-------- STUDY MATERIAL --------

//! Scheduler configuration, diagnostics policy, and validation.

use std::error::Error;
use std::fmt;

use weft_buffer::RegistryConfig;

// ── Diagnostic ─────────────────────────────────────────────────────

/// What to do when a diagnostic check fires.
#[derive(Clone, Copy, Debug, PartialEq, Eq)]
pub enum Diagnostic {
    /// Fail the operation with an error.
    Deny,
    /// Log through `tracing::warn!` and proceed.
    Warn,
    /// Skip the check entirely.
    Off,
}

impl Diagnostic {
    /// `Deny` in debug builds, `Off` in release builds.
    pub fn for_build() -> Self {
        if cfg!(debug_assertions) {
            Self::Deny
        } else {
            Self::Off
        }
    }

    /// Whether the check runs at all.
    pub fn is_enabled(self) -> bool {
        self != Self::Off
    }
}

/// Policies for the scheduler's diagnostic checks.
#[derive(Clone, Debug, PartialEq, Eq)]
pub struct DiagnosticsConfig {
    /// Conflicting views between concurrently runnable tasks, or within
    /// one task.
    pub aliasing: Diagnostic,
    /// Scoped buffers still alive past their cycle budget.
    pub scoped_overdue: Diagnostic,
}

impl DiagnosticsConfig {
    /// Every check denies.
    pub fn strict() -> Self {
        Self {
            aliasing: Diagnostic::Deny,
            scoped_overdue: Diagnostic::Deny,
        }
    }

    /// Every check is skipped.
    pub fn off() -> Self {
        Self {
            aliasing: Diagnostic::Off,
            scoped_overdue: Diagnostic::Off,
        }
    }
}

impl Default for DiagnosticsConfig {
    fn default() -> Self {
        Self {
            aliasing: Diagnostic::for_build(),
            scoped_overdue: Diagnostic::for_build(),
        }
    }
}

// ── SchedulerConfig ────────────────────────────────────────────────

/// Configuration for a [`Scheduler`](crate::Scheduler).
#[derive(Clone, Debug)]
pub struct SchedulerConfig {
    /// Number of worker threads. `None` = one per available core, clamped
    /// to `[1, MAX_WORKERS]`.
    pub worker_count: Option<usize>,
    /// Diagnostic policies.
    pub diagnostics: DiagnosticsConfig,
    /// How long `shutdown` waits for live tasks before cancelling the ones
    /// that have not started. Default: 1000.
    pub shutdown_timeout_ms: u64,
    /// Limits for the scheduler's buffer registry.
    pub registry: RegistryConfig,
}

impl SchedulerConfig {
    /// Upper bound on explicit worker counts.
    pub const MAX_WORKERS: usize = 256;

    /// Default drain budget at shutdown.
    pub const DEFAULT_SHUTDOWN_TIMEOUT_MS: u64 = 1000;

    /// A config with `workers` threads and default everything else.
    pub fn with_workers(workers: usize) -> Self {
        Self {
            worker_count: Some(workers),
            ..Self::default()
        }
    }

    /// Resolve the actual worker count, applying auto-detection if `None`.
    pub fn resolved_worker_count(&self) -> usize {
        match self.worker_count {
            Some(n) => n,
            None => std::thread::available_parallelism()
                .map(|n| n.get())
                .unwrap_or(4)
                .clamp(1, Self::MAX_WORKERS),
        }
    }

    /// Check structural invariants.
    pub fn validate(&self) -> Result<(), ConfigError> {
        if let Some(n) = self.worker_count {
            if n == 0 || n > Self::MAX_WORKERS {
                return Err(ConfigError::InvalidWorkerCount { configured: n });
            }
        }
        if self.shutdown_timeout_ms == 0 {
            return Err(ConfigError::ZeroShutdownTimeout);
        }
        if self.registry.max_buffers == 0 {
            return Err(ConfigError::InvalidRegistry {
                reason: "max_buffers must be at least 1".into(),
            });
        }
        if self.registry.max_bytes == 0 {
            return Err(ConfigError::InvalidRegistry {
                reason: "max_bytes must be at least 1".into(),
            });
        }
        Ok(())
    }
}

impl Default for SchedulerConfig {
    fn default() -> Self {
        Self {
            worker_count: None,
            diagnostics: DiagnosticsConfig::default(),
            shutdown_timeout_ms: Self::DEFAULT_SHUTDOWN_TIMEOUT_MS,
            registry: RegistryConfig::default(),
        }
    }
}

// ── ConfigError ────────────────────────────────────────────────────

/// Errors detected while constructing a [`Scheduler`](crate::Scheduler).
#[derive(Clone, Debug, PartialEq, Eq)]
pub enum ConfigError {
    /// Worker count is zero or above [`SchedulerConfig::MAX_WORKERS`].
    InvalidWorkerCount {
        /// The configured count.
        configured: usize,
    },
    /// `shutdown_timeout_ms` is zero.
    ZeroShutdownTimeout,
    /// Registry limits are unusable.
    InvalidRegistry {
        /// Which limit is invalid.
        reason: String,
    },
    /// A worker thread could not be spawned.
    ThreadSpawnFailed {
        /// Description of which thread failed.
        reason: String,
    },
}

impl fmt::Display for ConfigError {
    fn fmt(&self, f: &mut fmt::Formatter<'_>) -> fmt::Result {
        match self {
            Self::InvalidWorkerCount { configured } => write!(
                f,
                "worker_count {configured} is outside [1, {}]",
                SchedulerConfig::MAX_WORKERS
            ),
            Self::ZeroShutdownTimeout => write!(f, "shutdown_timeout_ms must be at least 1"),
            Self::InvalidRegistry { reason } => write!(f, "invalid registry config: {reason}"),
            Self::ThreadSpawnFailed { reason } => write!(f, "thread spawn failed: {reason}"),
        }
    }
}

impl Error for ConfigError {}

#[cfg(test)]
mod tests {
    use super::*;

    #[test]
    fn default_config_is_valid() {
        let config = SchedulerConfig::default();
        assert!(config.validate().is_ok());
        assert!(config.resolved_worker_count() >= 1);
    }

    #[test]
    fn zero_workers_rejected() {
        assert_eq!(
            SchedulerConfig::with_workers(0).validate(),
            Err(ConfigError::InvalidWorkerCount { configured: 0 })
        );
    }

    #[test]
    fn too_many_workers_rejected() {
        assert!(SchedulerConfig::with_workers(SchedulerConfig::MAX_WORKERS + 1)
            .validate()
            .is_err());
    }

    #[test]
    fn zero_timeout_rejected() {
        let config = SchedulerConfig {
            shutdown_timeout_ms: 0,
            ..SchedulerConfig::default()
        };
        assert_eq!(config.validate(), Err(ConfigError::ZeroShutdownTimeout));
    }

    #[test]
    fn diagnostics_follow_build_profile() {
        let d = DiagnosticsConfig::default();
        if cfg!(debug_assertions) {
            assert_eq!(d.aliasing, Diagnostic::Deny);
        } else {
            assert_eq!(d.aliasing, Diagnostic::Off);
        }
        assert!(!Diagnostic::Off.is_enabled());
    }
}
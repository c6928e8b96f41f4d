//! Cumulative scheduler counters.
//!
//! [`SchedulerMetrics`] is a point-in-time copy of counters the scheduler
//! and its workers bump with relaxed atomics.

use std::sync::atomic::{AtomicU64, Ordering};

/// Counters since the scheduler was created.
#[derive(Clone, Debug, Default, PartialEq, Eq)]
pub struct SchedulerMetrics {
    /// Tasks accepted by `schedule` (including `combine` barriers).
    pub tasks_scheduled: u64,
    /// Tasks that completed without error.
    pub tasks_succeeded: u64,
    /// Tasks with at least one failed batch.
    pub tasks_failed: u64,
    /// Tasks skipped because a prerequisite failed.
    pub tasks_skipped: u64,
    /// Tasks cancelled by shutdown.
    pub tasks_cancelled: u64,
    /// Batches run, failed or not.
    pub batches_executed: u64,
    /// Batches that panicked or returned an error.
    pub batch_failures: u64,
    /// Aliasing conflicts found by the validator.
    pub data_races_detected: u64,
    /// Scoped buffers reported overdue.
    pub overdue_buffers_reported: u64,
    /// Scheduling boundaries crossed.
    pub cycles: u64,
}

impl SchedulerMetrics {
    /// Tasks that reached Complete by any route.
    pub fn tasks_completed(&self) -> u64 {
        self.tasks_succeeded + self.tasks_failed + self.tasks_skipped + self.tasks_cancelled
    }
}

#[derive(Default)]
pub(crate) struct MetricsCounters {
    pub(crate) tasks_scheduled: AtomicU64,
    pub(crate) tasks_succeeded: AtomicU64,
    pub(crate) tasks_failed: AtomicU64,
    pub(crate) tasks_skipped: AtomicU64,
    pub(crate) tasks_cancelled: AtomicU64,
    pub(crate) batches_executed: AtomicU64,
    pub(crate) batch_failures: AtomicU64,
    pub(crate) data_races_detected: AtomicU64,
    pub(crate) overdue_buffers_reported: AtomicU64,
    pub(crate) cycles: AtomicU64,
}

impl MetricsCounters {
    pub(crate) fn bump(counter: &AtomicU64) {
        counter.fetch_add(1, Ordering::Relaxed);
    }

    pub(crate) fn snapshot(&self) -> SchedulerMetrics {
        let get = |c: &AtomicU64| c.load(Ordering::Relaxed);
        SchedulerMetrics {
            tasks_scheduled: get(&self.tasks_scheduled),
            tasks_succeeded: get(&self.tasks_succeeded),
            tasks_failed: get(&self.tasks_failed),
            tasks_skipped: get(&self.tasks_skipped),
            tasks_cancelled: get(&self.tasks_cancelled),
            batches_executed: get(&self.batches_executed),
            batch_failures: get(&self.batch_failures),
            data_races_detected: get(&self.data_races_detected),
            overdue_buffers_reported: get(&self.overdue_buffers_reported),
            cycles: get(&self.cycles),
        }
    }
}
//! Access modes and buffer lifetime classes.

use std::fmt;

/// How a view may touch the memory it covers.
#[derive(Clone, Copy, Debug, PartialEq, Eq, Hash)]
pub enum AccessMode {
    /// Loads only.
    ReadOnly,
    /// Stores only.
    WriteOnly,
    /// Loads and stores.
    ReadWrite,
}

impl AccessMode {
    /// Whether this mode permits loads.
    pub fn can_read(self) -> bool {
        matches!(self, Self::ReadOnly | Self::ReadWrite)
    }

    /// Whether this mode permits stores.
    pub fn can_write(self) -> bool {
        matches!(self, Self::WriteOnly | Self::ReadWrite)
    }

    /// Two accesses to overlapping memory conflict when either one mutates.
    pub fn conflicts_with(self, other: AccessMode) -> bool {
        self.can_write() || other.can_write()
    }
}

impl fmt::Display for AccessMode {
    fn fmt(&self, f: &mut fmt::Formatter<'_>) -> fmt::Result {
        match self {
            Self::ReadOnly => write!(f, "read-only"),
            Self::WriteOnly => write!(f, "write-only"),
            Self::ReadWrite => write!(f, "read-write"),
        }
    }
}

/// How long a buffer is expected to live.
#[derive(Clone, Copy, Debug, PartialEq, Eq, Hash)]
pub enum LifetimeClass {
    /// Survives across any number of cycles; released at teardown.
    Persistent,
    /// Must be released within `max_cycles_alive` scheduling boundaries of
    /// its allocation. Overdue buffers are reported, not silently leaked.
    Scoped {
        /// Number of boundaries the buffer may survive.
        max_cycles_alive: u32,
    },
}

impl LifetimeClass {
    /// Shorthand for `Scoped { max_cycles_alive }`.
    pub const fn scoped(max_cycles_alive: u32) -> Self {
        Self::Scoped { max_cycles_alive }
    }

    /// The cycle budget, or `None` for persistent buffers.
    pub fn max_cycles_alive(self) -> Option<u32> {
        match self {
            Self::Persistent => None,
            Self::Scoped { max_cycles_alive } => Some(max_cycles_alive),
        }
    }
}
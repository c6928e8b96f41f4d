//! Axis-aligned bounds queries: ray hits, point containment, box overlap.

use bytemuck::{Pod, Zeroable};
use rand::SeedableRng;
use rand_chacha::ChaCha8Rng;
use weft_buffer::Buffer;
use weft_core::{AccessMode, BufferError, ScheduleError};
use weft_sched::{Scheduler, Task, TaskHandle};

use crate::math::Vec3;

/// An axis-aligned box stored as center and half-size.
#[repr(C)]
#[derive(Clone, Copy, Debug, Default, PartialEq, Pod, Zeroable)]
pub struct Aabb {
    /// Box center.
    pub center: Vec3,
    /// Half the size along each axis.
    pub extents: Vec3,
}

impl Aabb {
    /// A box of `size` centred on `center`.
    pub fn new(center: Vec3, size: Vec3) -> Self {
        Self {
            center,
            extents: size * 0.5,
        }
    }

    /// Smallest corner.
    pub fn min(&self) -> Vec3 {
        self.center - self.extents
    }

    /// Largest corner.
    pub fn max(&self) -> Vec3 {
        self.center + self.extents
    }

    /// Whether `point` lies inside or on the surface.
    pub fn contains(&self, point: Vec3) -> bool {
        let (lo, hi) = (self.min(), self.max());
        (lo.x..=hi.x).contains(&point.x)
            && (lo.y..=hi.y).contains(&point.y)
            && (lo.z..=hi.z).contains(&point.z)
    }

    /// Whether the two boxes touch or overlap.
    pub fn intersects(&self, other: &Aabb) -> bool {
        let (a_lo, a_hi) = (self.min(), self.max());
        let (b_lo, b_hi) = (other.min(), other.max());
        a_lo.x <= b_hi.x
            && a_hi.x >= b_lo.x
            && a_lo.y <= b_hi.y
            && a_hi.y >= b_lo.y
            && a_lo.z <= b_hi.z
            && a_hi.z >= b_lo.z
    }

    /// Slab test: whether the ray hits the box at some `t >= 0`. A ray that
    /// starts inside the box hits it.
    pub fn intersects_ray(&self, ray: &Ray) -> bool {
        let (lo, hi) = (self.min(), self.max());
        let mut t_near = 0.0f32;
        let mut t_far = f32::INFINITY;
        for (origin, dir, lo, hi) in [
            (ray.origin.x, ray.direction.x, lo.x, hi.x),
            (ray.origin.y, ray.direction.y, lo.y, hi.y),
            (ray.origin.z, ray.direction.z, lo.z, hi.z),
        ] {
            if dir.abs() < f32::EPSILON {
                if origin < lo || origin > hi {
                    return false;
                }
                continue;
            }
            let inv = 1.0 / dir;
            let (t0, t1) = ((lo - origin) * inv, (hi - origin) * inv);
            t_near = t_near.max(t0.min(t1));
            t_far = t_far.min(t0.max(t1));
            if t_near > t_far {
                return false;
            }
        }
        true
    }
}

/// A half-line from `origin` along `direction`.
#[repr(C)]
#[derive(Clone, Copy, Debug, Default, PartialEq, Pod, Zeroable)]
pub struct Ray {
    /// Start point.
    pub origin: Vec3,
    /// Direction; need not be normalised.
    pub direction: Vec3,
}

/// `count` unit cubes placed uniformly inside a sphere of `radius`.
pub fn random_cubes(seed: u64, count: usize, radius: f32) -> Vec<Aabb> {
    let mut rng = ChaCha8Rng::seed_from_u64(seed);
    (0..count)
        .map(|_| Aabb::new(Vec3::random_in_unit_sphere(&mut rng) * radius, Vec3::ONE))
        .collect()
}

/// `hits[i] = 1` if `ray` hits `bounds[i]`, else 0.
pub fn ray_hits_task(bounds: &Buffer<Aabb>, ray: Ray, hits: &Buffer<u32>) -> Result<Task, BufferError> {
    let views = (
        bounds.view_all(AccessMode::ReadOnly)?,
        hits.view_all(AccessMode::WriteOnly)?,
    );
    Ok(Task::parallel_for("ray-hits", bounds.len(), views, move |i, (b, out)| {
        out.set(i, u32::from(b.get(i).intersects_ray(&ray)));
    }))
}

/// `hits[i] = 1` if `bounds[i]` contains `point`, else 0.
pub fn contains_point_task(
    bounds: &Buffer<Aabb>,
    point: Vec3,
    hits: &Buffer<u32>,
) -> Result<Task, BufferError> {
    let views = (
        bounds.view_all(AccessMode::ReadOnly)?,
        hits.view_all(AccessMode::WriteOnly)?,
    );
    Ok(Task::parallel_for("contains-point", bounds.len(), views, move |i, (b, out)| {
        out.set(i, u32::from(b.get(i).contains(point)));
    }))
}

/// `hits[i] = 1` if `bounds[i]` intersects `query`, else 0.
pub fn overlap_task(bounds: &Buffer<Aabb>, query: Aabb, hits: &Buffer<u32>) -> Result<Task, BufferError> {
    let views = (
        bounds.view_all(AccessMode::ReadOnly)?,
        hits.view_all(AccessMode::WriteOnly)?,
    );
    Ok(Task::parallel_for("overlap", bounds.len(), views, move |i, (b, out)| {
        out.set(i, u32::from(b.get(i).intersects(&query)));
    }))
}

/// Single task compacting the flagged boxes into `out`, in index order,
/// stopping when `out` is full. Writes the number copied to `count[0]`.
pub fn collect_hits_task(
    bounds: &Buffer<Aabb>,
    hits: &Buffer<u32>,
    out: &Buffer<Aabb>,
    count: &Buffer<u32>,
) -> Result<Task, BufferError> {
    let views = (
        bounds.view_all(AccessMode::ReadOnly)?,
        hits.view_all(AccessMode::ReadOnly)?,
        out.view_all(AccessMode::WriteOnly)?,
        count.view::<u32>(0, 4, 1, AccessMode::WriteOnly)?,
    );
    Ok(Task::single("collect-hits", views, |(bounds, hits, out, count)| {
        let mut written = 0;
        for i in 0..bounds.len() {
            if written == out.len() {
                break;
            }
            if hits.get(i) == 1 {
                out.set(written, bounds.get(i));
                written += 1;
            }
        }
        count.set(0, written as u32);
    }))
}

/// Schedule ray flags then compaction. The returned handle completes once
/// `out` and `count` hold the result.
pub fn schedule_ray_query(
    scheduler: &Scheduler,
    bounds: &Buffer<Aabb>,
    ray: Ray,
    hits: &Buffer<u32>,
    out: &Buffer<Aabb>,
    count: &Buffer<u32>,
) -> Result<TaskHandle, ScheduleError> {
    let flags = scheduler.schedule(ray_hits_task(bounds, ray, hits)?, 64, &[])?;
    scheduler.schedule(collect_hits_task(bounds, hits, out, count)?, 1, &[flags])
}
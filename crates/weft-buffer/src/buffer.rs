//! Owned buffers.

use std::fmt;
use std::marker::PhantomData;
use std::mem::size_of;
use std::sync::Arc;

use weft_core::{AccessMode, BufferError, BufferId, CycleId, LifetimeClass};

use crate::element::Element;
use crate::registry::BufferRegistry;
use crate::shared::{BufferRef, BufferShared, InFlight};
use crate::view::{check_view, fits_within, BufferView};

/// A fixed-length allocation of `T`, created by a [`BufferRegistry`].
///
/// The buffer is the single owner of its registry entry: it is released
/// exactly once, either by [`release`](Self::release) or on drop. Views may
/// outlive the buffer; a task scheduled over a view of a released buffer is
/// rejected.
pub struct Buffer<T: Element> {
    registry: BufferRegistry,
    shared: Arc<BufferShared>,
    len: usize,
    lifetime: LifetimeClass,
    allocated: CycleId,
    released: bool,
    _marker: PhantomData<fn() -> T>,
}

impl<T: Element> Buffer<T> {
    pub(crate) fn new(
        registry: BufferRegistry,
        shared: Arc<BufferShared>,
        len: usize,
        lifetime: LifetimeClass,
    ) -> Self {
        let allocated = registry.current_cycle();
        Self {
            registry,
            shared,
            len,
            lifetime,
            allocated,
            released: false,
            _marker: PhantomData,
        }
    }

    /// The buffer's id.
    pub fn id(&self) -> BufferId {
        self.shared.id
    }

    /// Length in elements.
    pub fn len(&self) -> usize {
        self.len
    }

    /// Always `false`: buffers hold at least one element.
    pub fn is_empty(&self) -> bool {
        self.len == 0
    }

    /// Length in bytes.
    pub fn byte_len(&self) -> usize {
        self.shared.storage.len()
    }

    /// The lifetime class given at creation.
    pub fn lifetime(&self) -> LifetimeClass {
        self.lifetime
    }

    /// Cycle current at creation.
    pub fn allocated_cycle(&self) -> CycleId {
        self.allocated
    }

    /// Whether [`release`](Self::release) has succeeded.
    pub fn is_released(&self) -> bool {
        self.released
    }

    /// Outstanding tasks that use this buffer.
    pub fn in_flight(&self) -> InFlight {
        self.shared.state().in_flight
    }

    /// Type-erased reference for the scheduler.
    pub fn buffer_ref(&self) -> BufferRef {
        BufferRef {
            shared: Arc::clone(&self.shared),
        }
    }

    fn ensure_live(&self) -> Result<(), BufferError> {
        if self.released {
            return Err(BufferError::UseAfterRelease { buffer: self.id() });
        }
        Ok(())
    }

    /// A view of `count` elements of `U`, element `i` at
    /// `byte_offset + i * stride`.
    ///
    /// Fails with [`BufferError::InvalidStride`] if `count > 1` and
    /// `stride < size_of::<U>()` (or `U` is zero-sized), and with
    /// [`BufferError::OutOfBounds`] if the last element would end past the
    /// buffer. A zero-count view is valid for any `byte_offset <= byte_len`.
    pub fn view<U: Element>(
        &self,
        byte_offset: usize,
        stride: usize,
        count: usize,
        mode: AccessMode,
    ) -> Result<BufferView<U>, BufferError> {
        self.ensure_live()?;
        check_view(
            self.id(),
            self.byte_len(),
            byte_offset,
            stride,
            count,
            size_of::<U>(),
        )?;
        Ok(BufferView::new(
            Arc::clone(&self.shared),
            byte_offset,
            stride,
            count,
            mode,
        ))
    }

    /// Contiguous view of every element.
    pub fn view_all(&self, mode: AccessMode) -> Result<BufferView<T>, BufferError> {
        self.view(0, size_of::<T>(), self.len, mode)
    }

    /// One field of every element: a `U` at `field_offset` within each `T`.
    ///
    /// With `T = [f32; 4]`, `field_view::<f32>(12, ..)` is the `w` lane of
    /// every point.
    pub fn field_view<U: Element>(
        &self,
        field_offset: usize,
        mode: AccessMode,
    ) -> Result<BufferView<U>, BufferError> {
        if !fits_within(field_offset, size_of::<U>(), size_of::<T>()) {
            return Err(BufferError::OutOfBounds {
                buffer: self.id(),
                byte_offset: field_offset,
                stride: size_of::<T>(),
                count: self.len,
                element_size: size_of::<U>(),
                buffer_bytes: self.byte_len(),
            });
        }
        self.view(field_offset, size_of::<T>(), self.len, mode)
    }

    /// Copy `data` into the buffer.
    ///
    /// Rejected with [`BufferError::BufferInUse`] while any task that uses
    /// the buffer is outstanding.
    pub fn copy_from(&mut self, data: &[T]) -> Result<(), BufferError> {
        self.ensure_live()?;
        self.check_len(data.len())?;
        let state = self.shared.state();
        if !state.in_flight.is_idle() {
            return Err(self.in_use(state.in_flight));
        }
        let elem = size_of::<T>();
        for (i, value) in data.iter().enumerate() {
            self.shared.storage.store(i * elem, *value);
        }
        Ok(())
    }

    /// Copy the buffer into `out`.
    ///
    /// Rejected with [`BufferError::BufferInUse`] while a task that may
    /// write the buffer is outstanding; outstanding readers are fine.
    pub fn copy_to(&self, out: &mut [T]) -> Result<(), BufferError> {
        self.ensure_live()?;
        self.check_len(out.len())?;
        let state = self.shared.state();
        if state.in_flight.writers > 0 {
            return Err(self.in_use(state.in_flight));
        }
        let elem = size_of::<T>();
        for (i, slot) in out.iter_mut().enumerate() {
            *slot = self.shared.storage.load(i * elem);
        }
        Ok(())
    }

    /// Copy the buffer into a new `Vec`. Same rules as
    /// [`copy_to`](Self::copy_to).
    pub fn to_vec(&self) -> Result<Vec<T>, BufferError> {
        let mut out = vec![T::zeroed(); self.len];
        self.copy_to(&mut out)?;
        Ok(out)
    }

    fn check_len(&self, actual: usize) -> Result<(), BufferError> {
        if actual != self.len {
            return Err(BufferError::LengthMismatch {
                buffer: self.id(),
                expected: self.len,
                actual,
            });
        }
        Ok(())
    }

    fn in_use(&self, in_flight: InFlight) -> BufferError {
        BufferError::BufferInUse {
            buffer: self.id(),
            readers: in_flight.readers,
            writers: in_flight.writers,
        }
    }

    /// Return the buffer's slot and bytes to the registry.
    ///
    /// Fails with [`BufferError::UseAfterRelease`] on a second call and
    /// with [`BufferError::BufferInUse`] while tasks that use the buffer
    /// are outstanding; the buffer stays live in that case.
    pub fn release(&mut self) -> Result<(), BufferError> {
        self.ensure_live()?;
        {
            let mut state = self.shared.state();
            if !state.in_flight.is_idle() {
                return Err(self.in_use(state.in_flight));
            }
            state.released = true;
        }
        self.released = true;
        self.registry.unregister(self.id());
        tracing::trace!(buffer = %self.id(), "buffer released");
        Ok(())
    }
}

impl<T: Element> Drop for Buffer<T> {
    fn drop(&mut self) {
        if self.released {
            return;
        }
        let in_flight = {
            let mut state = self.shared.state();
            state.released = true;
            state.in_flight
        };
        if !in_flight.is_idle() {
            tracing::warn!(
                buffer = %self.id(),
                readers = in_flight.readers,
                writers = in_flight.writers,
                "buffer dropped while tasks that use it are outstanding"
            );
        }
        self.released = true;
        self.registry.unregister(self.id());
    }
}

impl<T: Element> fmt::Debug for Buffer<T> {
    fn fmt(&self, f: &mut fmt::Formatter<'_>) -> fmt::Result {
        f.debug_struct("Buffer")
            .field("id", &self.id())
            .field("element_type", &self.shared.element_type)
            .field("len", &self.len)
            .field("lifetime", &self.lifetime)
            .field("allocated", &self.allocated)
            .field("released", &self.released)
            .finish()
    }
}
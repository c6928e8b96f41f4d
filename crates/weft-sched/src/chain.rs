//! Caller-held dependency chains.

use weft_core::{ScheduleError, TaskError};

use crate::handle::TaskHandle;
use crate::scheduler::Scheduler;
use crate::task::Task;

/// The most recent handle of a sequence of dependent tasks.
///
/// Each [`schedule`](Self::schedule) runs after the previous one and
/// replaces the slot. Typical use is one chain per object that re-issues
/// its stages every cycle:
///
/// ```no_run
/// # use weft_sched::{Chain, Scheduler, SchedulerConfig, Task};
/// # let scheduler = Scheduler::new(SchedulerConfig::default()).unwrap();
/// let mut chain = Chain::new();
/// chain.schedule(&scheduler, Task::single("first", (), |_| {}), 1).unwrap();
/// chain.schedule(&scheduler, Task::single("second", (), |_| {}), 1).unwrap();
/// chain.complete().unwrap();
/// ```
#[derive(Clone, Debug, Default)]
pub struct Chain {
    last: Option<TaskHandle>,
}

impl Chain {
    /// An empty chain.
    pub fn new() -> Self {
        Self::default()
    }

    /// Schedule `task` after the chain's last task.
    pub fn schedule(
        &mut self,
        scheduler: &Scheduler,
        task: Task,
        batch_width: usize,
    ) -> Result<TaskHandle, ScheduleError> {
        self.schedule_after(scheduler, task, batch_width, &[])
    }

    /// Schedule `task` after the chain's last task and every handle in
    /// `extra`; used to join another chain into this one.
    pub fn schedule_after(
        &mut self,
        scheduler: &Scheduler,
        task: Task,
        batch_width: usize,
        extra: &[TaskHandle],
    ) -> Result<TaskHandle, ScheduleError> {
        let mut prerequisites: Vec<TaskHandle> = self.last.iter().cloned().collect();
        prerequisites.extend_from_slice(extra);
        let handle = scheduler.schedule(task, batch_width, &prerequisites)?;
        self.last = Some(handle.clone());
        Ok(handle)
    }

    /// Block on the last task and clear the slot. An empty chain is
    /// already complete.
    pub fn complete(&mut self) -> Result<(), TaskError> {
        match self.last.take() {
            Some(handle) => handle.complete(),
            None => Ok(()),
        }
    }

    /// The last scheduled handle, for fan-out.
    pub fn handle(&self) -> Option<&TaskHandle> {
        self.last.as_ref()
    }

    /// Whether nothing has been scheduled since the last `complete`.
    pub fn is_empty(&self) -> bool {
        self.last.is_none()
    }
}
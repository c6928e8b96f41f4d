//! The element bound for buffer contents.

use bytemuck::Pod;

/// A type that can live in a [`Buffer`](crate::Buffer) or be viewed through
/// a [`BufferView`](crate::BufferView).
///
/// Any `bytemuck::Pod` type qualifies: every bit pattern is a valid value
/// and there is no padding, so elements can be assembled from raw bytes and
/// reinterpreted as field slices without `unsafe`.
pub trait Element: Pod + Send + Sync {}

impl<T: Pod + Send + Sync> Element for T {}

--------

PROBLEM: Report, from the entries above, each line where "once" is found.

REPLY TO THE EXERCISE:
/// Schedule ray flags then compaction. The returned handle completes once
/// exactly once, either by [`release`](Self::release) or on drop. Views may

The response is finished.